Testostérone 20h30 – Trois femmes, plus âgées et moins sages que cette foule, s’extirpent de la porte du cabaret et prennent place sur le trottoir, visiblement énervées. Ces dames enchaînent clope sur clope. Elles se plaignent d’une « organisation catastrophique » et du manque de moyens de la cérémonie. A peine une mini-loge et des toilettes pour se changer, à partager avec les 77 candidates présentes sur les trois compétitions. Il n’y a qu’un coiffeur et qu’une maquilleuse pour toutes les filles. Et surtout on ne leur a servi qu’une petite salade et une glace. Marylou, 63 ans, petite brune tristounette, les lèvres botoxées, s’exclame: « Il faut être végétarien ». « En même temps, nous on ne paye pas, donc c’est normal qu’on n’ait pas le même repas que les clients » relativise Anna, 48 ans, une brune piquante et sexy aux yeux rieurs.
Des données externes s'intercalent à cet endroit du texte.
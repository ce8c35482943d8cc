//! Ledger Error Types
//!
//! The typed error taxonomy every engine operation returns.

use rust_decimal::Decimal;
use thiserror::Error;
use uuid::Uuid;

/// Errors surfaced by ledger operations.
///
/// Validation errors are raised before anything is persisted. Infrastructure
/// failures carry the correlation id of the operation that hit them so a
/// caller can match the response with server logs.
#[derive(Debug, Error, Clone, PartialEq)]
pub enum LedgerError {
    /// Malformed or missing input
    #[error("Validation failed on {field}: {message}")]
    Validation { field: String, message: String },

    /// Referenced entity does not exist
    #[error("{entity} not found: {id}")]
    NotFound { entity: &'static str, id: String },

    /// Illegal state transition or optimistic-version mismatch
    #[error("Conflict: {reason}")]
    Conflict { reason: String },

    /// Debit larger than the available balance
    #[error("Insufficient funds: required {required}, available {available}")]
    InsufficientFunds { required: Decimal, available: Decimal },

    /// Rate source or payout pipeline is down
    #[error("{provider} unavailable: {message}")]
    ProviderUnavailable {
        provider: &'static str,
        message: String,
    },

    /// Storage or other infrastructure failure
    #[error("Infrastructure failure (correlation id {correlation_id}): {message}")]
    Infrastructure { correlation_id: Uuid, message: String },
}

impl LedgerError {
    pub fn validation(field: impl Into<String>, message: impl Into<String>) -> Self {
        Self::Validation {
            field: field.into(),
            message: message.into(),
        }
    }

    pub fn not_found(entity: &'static str, id: impl ToString) -> Self {
        Self::NotFound {
            entity,
            id: id.to_string(),
        }
    }

    pub fn conflict(reason: impl Into<String>) -> Self {
        Self::Conflict {
            reason: reason.into(),
        }
    }

    pub fn insufficient_funds(required: Decimal, available: Decimal) -> Self {
        Self::InsufficientFunds {
            required,
            available,
        }
    }

    pub fn provider_unavailable(provider: &'static str, message: impl Into<String>) -> Self {
        Self::ProviderUnavailable {
            provider,
            message: message.into(),
        }
    }

    /// Check if this is a client error (caller's fault)
    pub fn is_client_error(&self) -> bool {
        matches!(
            self,
            Self::Validation { .. } | Self::NotFound { .. } | Self::InsufficientFunds { .. }
        )
    }

    /// Check if this is a conflict error (state or version mismatch)
    pub fn is_conflict(&self) -> bool {
        matches!(self, Self::Conflict { .. })
    }
}
//! Live source with static fallback
//!
//! The live lookup is bounded by a timeout. When it fails or times out the
//! static table answers instead and the rate is flagged as a fallback.

use async_trait::async_trait;
use std::sync::Arc;
use std::time::Duration;

use crate::domain::Currency;

use super::{ExchangeRate, ExchangeRateProvider, FxError, RateSource, StaticRateTable};

/// Default bound on a live lookup
pub const DEFAULT_RATE_TIMEOUT: Duration = Duration::from_secs(3);

pub struct FallbackRateProvider {
    live: Arc<dyn ExchangeRateProvider>,
    fallback: StaticRateTable,
    timeout: Duration,
}

impl FallbackRateProvider {
    pub fn new(live: Arc<dyn ExchangeRateProvider>, fallback: StaticRateTable) -> Self {
        Self {
            live,
            fallback,
            timeout: DEFAULT_RATE_TIMEOUT,
        }
    }

    pub fn with_timeout(mut self, timeout: Duration) -> Self {
        self.timeout = timeout;
        self
    }

    fn fall_back(&self, from: &Currency, to: &Currency, reason: &str) -> Result<ExchangeRate, FxError> {
        tracing::warn!(
            from = %from,
            to = %to,
            reason = %reason,
            "Live rate unavailable, using static fallback table"
        );
        self.fallback
            .rate(from, to, RateSource::Fallback)
            .map_err(|_| FxError::Unavailable(reason.to_string()))
    }
}

#[async_trait]
impl ExchangeRateProvider for FallbackRateProvider {
    async fn get_rate(&self, from: &Currency, to: &Currency) -> Result<ExchangeRate, FxError> {
        if from == to {
            return self.fallback.rate(from, to, RateSource::Static);
        }

        match tokio::time::timeout(self.timeout, self.live.get_rate(from, to)).await {
            Ok(Ok(rate)) => Ok(rate),
            Ok(Err(FxError::UnsupportedPair { .. })) => {
                // The table may still carry a pair the live source lacks
                self.fallback.rate(from, to, RateSource::Fallback)
            }
            Ok(Err(e)) => self.fall_back(from, to, &e.to_string()),
            Err(_) => self.fall_back(
                from,
                to,
                &format!("timed out after {} ms", self.timeout.as_millis()),
            ),
        }
    }
}

#[cfg(test)]
mod tests {
    use super::*;
    use chrono::Utc;
    use rust_decimal_macros::dec;

    struct DownSource;

    #[async_trait]
    impl ExchangeRateProvider for DownSource {
        async fn get_rate(&self, _: &Currency, _: &Currency) -> Result<ExchangeRate, FxError> {
            Err(FxError::Unavailable("connection refused".to_string()))
        }
    }

    struct SlowSource;

    #[async_trait]
    impl ExchangeRateProvider for SlowSource {
        async fn get_rate(&self, from: &Currency, to: &Currency) -> Result<ExchangeRate, FxError> {
            tokio::time::sleep(Duration::from_secs(5)).await;
            Ok(ExchangeRate {
                from: from.clone(),
                to: to.clone(),
                rate: dec!(9.99),
                as_of: Utc::now(),
                source: RateSource::Live,
            })
        }
    }

    struct LiveSource;

    #[async_trait]
    impl ExchangeRateProvider for LiveSource {
        async fn get_rate(&self, from: &Currency, to: &Currency) -> Result<ExchangeRate, FxError> {
            Ok(ExchangeRate {
                from: from.clone(),
                to: to.clone(),
                rate: dec!(0.86),
                as_of: Utc::now(),
                source: RateSource::Live,
            })
        }
    }

    fn pair() -> (Currency, Currency) {
        (Currency::new("USD").unwrap(), Currency::new("EUR").unwrap())
    }

    #[tokio::test]
    async fn test_live_rate_preferred() {
        let provider = FallbackRateProvider::new(Arc::new(LiveSource), StaticRateTable::with_defaults());
        let (usd, eur) = pair();
        let rate = provider.get_rate(&usd, &eur).await.unwrap();
        assert_eq!(rate.rate, dec!(0.86));
        assert!(!rate.is_fallback());
    }

    #[tokio::test]
    async fn test_outage_uses_static_table() {
        let provider = FallbackRateProvider::new(Arc::new(DownSource), StaticRateTable::with_defaults());
        let (usd, eur) = pair();
        let rate = provider.get_rate(&usd, &eur).await.unwrap();
        assert_eq!(rate.rate, dec!(0.85));
        assert!(rate.is_fallback());
    }

    #[tokio::test]
    async fn test_timeout_uses_static_table() {
        let provider = FallbackRateProvider::new(Arc::new(SlowSource), StaticRateTable::with_defaults())
            .with_timeout(Duration::from_millis(50));
        let (usd, eur) = pair();
        let rate = provider.get_rate(&usd, &eur).await.unwrap();
        assert_eq!(rate.rate, dec!(0.85));
        assert_eq!(rate.source, RateSource::Fallback);
    }

    #[tokio::test]
    async fn test_outage_without_fallback_pair_is_unavailable() {
        let provider = FallbackRateProvider::new(Arc::new(DownSource), StaticRateTable::empty());
        let (usd, eur) = pair();
        let err = provider.get_rate(&usd, &eur).await.unwrap_err();
        assert!(matches!(err, FxError::Unavailable(_)));
    }
}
Autre déception pour les miss : l’annulation de l’élection de « Mister lionceau », prévue le même soir. D’après Marylou, la plus déçue, la presse en serait responsable. « Elle a comparé l’opération à un club de rencontres ». Du plus mauvais effet pour les organisateurs. « Ca manque de testostérone ici ! » plaisante Anna. « On nous a remplacé les lionceaux par des mini-miss, c’est nul», lâche la jeune femme dépitée par cette concurrence déloyale.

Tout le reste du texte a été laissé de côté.